A Casa do Artista de Milão irá receber ainda trabalhos da jovem artista Wong Weng Io da série “Confusion of Confusions”. Estas obras exploram a relação sensível entre aparelhos digitais, fluxo informativo e a origem dos mitos. A busca identitária é um dos propósitos da expressão artística de Wong. Em “Genesis” a artista junta 600 ecrãs num mosaico que forma um espelho negro, procurando encontrar o ponto entre o mundo perfeito e o paraíso virtual.

Na óptica da curadora, “o ecrã é o caos prévio à criação e o espaço que separa os planos terrestre e celestial”, onde as telas animadas se intrometem no corpo humano, anexando máquina e biologia e multiplicando uma série de gestos e comportamentos nunca antes vistos na espécie humana. Wong Weng Io pergunta onde estará a verdadeira essência humana, num mundo de repetidas acções e de explosões de estímulos artificiais.
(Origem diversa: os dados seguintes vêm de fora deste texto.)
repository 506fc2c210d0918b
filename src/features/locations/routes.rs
use std::sync::Arc;

use axum::{
    routing::{get, post},
    Router,
};

use crate::features::locations::handlers;
use crate::features::locations::services::LocationService;

/// Create routes for the locations feature
pub fn routes(service: Arc<LocationService>) -> Router {
    Router::new()
        .route("/insert", post(handlers::insert_locations))
        .route("/data", get(handlers::list_locations))
        .route(
            "/data/by-dati2code",
            post(handlers::list_locations_by_dati2_code),
        )
        .with_state(service)
}
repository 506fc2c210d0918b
mod location_handler;

pub use location_handler::*;
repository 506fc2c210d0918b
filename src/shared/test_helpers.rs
#[cfg(test)]
use crate::features::locations::dtos::LocationRowDto;

#[cfg(test)]
use fake::{
    faker::address::en::{CityName, StateName, ZipCode},
    Fake,
};

#[cfg(test)]
use sqlx::{sqlite::SqlitePoolOptions, SqlitePool};

/// In-memory SQLite pool. A single connection keeps every query on the
/// same memory database.
#[cfg(test)]
pub async fn memory_pool() -> SqlitePool {
    SqlitePoolOptions::new()
        .max_connections(1)
        .connect("sqlite::memory:")
        .await
        .expect("in-memory sqlite pool")
}

/// A fully populated location row belonging to `dati2_code`
#[cfg(test)]
pub fn fake_location(dati2_code: &str) -> LocationRowDto {
    let kelurahan: String = CityName().fake();
    let kecamatan: String = CityName().fake();
    let city: String = CityName().fake();
    let province: String = StateName().fake();

    LocationRowDto {
        postal_code: ZipCode().fake(),
        kelurahan_code: format!("{}.001", dati2_code),
        kelurahan_name: kelurahan,
        kecamatan_code: format!("{}.01", dati2_code),
        kecamatan_name: kecamatan,
        dati2_code: dati2_code.to_string(),
        dati2_name: city.clone(),
        is_dati2_flag: "1".to_string(),
        main_kelurahan_code: format!("{}.001", dati2_code),
        main_kecamatan_code: format!("{}.01", dati2_code),
        main_dati2_code: dati2_code.to_string(),
        city_code: dati2_code.to_string(),
        city_name: city,
        province_code: dati2_code.chars().take(2).collect(),
        province_name: province,
    }
}
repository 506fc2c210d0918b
pub mod config;
pub mod database;
pub mod error;
pub mod extractor;
pub mod middleware;
pub mod openapi;
use sqlx::SqlitePool;

use crate::core::error::{AppError, Result};
use crate::features::locations::dtos::LocationRowDto;
use crate::features::locations::models::Location;
use crate::shared::constants::{EXAMPLE_KELURAHAN_CODE, EXAMPLE_POSTAL_CODE};

const CREATE_LOCATIONS_TABLE: &str = r#"
    CREATE TABLE IF NOT EXISTS locations (
        PostalCode TEXT,
        KelurahanCode TEXT,
        KelurahanName TEXT,
        KecamatanCode TEXT,
        KecamatanName TEXT,
        Dati2Code TEXT,
        Dati2Name TEXT,
        IsDati2Flag TEXT,
        MainKelurahanCode TEXT,
        MainKecamatanCode TEXT,
        MainDati2Code TEXT,
        CityCode TEXT,
        CityName TEXT,
        ProvinceCode TEXT,
        ProvinceName TEXT
    )
"#;

const INSERT_LOCATION: &str = r#"
    INSERT INTO locations (
        PostalCode, KelurahanCode, KelurahanName, KecamatanCode, KecamatanName,
        Dati2Code, Dati2Name, IsDati2Flag, MainKelurahanCode, MainKecamatanCode,
        MainDati2Code, CityCode, CityName, ProvinceCode, ProvinceName
    ) VALUES (?, ?, ?, ?, ?, ?, ?, ?, ?, ?, ?, ?, ?, ?, ?)
"#;

/// Service for storing and querying postal location rows
pub struct LocationService {
    pool: SqlitePool,
}

impl LocationService {
    pub fn new(pool: SqlitePool) -> Self {
        Self { pool }
    }

    /// Create the `locations` table when it does not exist yet.
    ///
    /// Safe to call any number of times, including concurrently. Every
    /// operation below calls it before touching the table.
    pub async fn ensure_schema(&self) -> Result<()> {
        sqlx::query(CREATE_LOCATIONS_TABLE)
            .execute(&self.pool)
            .await
            .map_err(|e| {
                tracing::error!("Failed to create locations table: {:?}", e);
                AppError::Database(e)
            })?;

        Ok(())
    }

    /// Insert rows one statement at a time, in input order.
    ///
    /// There is no enclosing transaction: the first failing row aborts the
    /// batch and rows inserted before it stay committed.
    pub async fn insert_batch(&self, rows: &[LocationRowDto]) -> Result<usize> {
        self.ensure_schema().await?;

        for (index, row) in rows.iter().enumerate() {
            sqlx::query(INSERT_LOCATION)
                .bind(&row.postal_code)
                .bind(&row.kelurahan_code)
                .bind(&row.kelurahan_name)
                .bind(&row.kecamatan_code)
                .bind(&row.kecamatan_name)
                .bind(&row.dati2_code)
                .bind(&row.dati2_name)
                .bind(&row.is_dati2_flag)
                .bind(&row.main_kelurahan_code)
                .bind(&row.main_kecamatan_code)
                .bind(&row.main_dati2_code)
                .bind(&row.city_code)
                .bind(&row.city_name)
                .bind(&row.province_code)
                .bind(&row.province_name)
                .execute(&self.pool)
                .await
                .map_err(|e| {
                    tracing::error!(
                        "Failed to insert location row {} (postal_code={}): {:?}",
                        index,
                        row.postal_code,
                        e
                    );
                    AppError::Database(e)
                })?;
        }

        tracing::info!("Inserted {} location rows", rows.len());

        Ok(rows.len())
    }

    /// List every stored row in the table's natural order
    pub async fn list_all(&self) -> Result<Vec<Location>> {
        self.ensure_schema().await?;

        let locations = sqlx::query_as::<_, Location>("SELECT * FROM locations")
            .fetch_all(&self.pool)
            .await
            .map_err(|e| {
                tracing::error!("Failed to fetch locations: {:?}", e);
                AppError::Database(e)
            })?;

        tracing::info!("Fetched {} locations", locations.len());

        Ok(locations)
    }

    /// List rows whose Dati2Code equals `dati2_code` exactly (case-sensitive)
    pub async fn list_by_dati2_code(&self, dati2_code: &str) -> Result<Vec<Location>> {
        self.ensure_schema().await?;

        let locations =
            sqlx::query_as::<_, Location>("SELECT * FROM locations WHERE Dati2Code = ?")
                .bind(dati2_code)
                .fetch_all(&self.pool)
                .await
                .map_err(|e| {
                    tracing::error!(
                        "Failed to fetch locations by dati2 code {}: {:?}",
                        dati2_code,
                        e
                    );
                    AppError::Database(e)
                })?;

        tracing::info!(
            "Fetched {} locations for dati2 code {}",
            locations.len(),
            dati2_code
        );

        Ok(locations)
    }

    /// Maintenance insert: one row with only PostalCode and KelurahanCode
    /// set, every other column left NULL.
    pub async fn insert_example(&self) -> Result<()> {
        self.ensure_schema().await?;

        sqlx::query("INSERT INTO locations (PostalCode, KelurahanCode) VALUES (?, ?)")
            .bind(EXAMPLE_POSTAL_CODE)
            .bind(EXAMPLE_KELURAHAN_CODE)
            .execute(&self.pool)
            .await
            .map_err(|e| {
                tracing::error!("Failed to insert example location: {:?}", e);
                AppError::Database(e)
            })?;

        tracing::info!(
            "Inserted example location: postal_code={}, kelurahan_code={}",
            EXAMPLE_POSTAL_CODE,
            EXAMPLE_KELURAHAN_CODE
        );

        Ok(())
    }
}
Além das obras que compõem “Truly False – Exploring Factualness from Macao”, a Casa degli Artisti irá organizar duas palestras, que podem ser acompanhadas online, no dia 24 de Novembro, às 18h locais, e a 2 de Dezembro à mesma hora.

A primeira é sobre as descrições poéticas de Macau, “entre a realidade e a imaginação”, conduzida por Michela Graziani, professora de literatura portuguesa da Universidade de Florença. A segunda palestra será uma reflexão identitária sobre o conceito de se ser “chinês” e “italiano” e da busca por autenticidade cultural. Valentina Pedone, professora de Estudos Chineses da Universidade de Florença, é a oradora do evento.